*What you are asked to do*. Copy each line from the records below in which the word "frames" is found.

(Data entries)

· · ·

use crate::concept::ConceptId;
use crate::customiser::{Customiser, StoreBinding};
use crate::error::{Result, SubsumeError};
use crate::filter::filter;
use crate::frame::{Frame, Range, SlotPath, Value};
use crate::result::MatchResult;
use crate::structural::Matcher;

/// Matches a repeated array of targets by the sum of their quantities.
///
/// Each target carries descriptive slots plus one numeric value slot. For a
/// query target the candidate's targets with matching descriptions are
/// summed, and the sum must fall inside the query target's range. Every
/// query target must be satisfied.
pub struct Aggregator {
    matching_type: ConceptId,
    targets: SlotPath,
    value: String,
    binding: StoreBinding,
}

// query target with its value cleared, paired with the range asked for
struct Requirement {
    description: Frame,
    range: Range,
}

impl Aggregator {
    pub fn new(matching_type: ConceptId, targets: SlotPath, value: &str) -> Self {
        Self {
            matching_type,
            targets,
            value: value.to_owned(),
            binding: StoreBinding::default(),
        }
    }

    fn is_active(&self, target: &Frame) -> bool {
        target.has_values(&self.value)
            && target
                .slots()
                .iter()
                .any(|s| s.name() != self.value && !s.is_empty())
    }

    fn targets<'f>(&self, frame: &'f Frame) -> Result<Vec<&'f Frame>> {
        frame
            .values_at(&self.targets)
            .iter()
            .map(|v| {
                v.as_frame().ok_or_else(|| {
                    let message = format!("target slot `{}` must hold frames", self.targets);
                    SubsumeError::Invariant(message)
                })
            })
            .collect()
    }

    fn value_of(&self, target: &Frame) -> Result<Option<Range>> {
        match target.values(&self.value).first() {
            None => Ok(None),
            Some(Value::Number(range)) => Ok(Some(*range)),
            Some(_) => Err(SubsumeError::Invariant(format!(
                "aggregated slot `{}` must hold a number",
                self.value
            ))),
        }
    }

    fn description(&self, target: &Frame) -> Frame {
        let mut description = target.clone();
        description.clear(&self.value);
        description
    }

    fn requirements(&self, query: &Frame) -> Result<Vec<Requirement>> {
        let mut requirements = Vec::new();
        for target in self.targets(query)? {
            if !self.is_active(target) {
                continue;
            }
            if let Some(range) = self.value_of(target)? {
                requirements.push(Requirement {
                    description: self.description(target),
                    range,
                });
            }
        }
        Ok(requirements)
    }

    /// Sum of the values of the instance targets that `core` matches against
    /// `description`.
    pub fn aggregate(
        &self,
        core: &dyn Matcher,
        description: &Frame,
        instance: &Frame,
    ) -> Result<Range> {
        let mut total = Range::exactly(0);
        for target in self.targets(instance)? {
            let Some(value) = self.value_of(target)? else {
                continue;
            };
            if core.matches(description, &self.description(target))? {
                total = total + value;
            }
        }
        Ok(total)
    }

    fn satisfies(
        &self,
        core: &dyn Matcher,
        requirements: &[Requirement],
        instance: &Frame,
    ) -> Result<bool> {
        for requirement in requirements {
            let total = self.aggregate(core, &requirement.description, instance)?;
            if !requirement.range.contains(&total) {
                return Ok(false);
            }
        }
        Ok(true)
    }
}

impl Customiser for Aggregator {
    fn name(&self) -> &str {
        "aggregator"
    }
    fn matching_type(&self) -> ConceptId {
        self.matching_type
    }

    fn handles(&self, frame: &Frame) -> bool {
        frame
            .values_at(&self.targets)
            .iter()
            .filter_map(Value::as_frame)
            .any(|t| self.is_active(t))
    }

    fn pre_process(&self, frame: &Frame) -> Result<Frame> {
        let mut processed = frame.clone();
        if let Some(slot) = processed.slot_at_mut(&self.targets) {
            for value in slot.values_mut() {
                if let Value::Frame(target) = value {
                    if self.is_active(target) {
                        target.clear(&self.value);
                    }
                }
            }
        }
        Ok(processed)
    }

    fn passes_matches_filter(
        &self,
        core: &dyn Matcher,
        query: &Frame,
        instance: &Frame,
    ) -> Result<bool> {
        self.satisfies(core, &self.requirements(query)?, instance)
    }

    fn process_matches(
        &self,
        core: &dyn Matcher,
        query: &Frame,
        raw: MatchResult,
    ) -> Result<MatchResult> {
        // capture the requirements once for all candidates
        let requirements = self.requirements(query)?;
        filter(raw, self.store()?, |instance| {
            self.satisfies(core, &requirements, instance)
        })
    }

    fn binding(&self) -> &StoreBinding {
        &self.binding
    }
    fn binding_mut(&mut self) -> &mut StoreBinding {
        &mut self.binding
    }
}
#![allow(dead_code)]

use std::sync::Arc;

use subsume::concept::{ConceptId, Hierarchy};
use subsume::customiser::CustomiserChain;
use subsume::customising::{CustomisingMatcher, MatcherBuilder};
use subsume::frame::{Frame, SlotPath, Value};
use subsume::result::Identity;
use subsume::store::FrameKeeper;
use subsume::structural::StructuralMatcher;

pub struct Fixture {
    pub model: Arc<Hierarchy>,
    pub vehicle: ConceptId,
    pub car: ConceptId,
    pub colour: ConceptId,
    pub red: ConceptId,
    pub activity: ConceptId,
    pub design: ConceptId,
    pub build: ConceptId,
    pub task: ConceptId,
    pub project: ConceptId,
    pub booking: ConceptId,
    pub language: ConceptId,
    pub rust: ConceptId,
    pub go: ConceptId,
    pub tool: ConceptId,
    pub git: ConceptId,
    pub vim: ConceptId,
    pub profile: ConceptId,
    pub person: ConceptId,
    pub clearance: ConceptId,
    pub secret: ConceptId,
    pub top_secret: ConceptId,
    pub security: ConceptId,
    pub job: ConceptId,
}

pub fn fixture() -> Fixture {
    let mut h = Hierarchy::new();
    let vehicle = h.create_concept("Vehicle", &[]).unwrap();
    let car = h.create_concept("Car", &[vehicle]).unwrap();
    let colour = h.create_concept("Colour", &[]).unwrap();
    let red = h.create_concept("Red", &[colour]).unwrap();
    let activity = h.create_concept("Activity", &[]).unwrap();
    let design = h.create_concept("Design", &[activity]).unwrap();
    let build = h.create_concept("Build", &[activity]).unwrap();
    let task = h.create_concept("Task", &[]).unwrap();
    let project = h.create_concept("Project", &[]).unwrap();
    let booking = h.create_concept("Booking", &[]).unwrap();
    let language = h.create_concept("Language", &[]).unwrap();
    let rust = h.create_concept("Rust", &[language]).unwrap();
    let go = h.create_concept("Go", &[language]).unwrap();
    let tool = h.create_concept("Tool", &[]).unwrap();
    let git = h.create_concept("Git", &[tool]).unwrap();
    let vim = h.create_concept("Vim", &[tool]).unwrap();
    let profile = h.create_concept("Profile", &[]).unwrap();
    let person = h.create_concept("Person", &[]).unwrap();
    let clearance = h.create_concept("Clearance", &[]).unwrap();
    let secret = h.create_concept("Secret", &[clearance]).unwrap();
    let top_secret = h.create_concept("TopSecret", &[secret]).unwrap();
    let security = h.create_concept("Security", &[]).unwrap();
    let job = h.create_concept("Job", &[]).unwrap();
    Fixture {
        model: Arc::new(h),
        vehicle,
        car,
        colour,
        red,
        activity,
        design,
        build,
        task,
        project,
        booking,
        language,
        rust,
        go,
        tool,
        git,
        vim,
        profile,
        person,
        clearance,
        secret,
        top_secret,
        security,
        job,
    }
}

pub fn path(s: &str) -> SlotPath {
    s.parse().unwrap()
}

pub fn concept(c: ConceptId) -> Value {
    Value::Concept(c)
}

// ------------- project / task frames -------------
pub fn task(f: &Fixture, category: ConceptId, duration: i64) -> Frame {
    Frame::assertion(f.task)
        .with("category", concept(category))
        .unwrap()
        .with("duration", duration)
        .unwrap()
}

pub fn project(f: &Fixture, tasks: Vec<Frame>) -> Frame {
    let mut frame = Frame::assertion(f.project);
    for t in tasks {
        frame.add("tasks", t).unwrap();
    }
    frame
}

// ------------- pipeline -------------
pub fn structural(f: &Fixture) -> StructuralMatcher {
    StructuralMatcher::new(Arc::clone(&f.model), f.model.root())
}

/// Keeps every instance in a fresh store and initialises a customising
/// matcher over them with the given chain.
pub fn pipeline(
    f: &Fixture,
    chain: CustomiserChain,
    instances: Vec<(Identity, Frame)>,
) -> (Arc<FrameKeeper>, CustomisingMatcher<StructuralMatcher>) {
    let store = Arc::new(FrameKeeper::new());
    let mut builder = MatcherBuilder::new(structural(f));
    for (identity, frame) in instances {
        store.keep(identity.clone(), frame.clone()).unwrap();
        builder.add(frame, identity);
    }
    let matcher = builder.initialise(store.clone(), chain).unwrap();
    (store, matcher)
}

· · ·

*Answer to the exercise*.
                    let message = format!("target slot `{}` must hold frames", self.targets);
// ------------- project / task frames -------------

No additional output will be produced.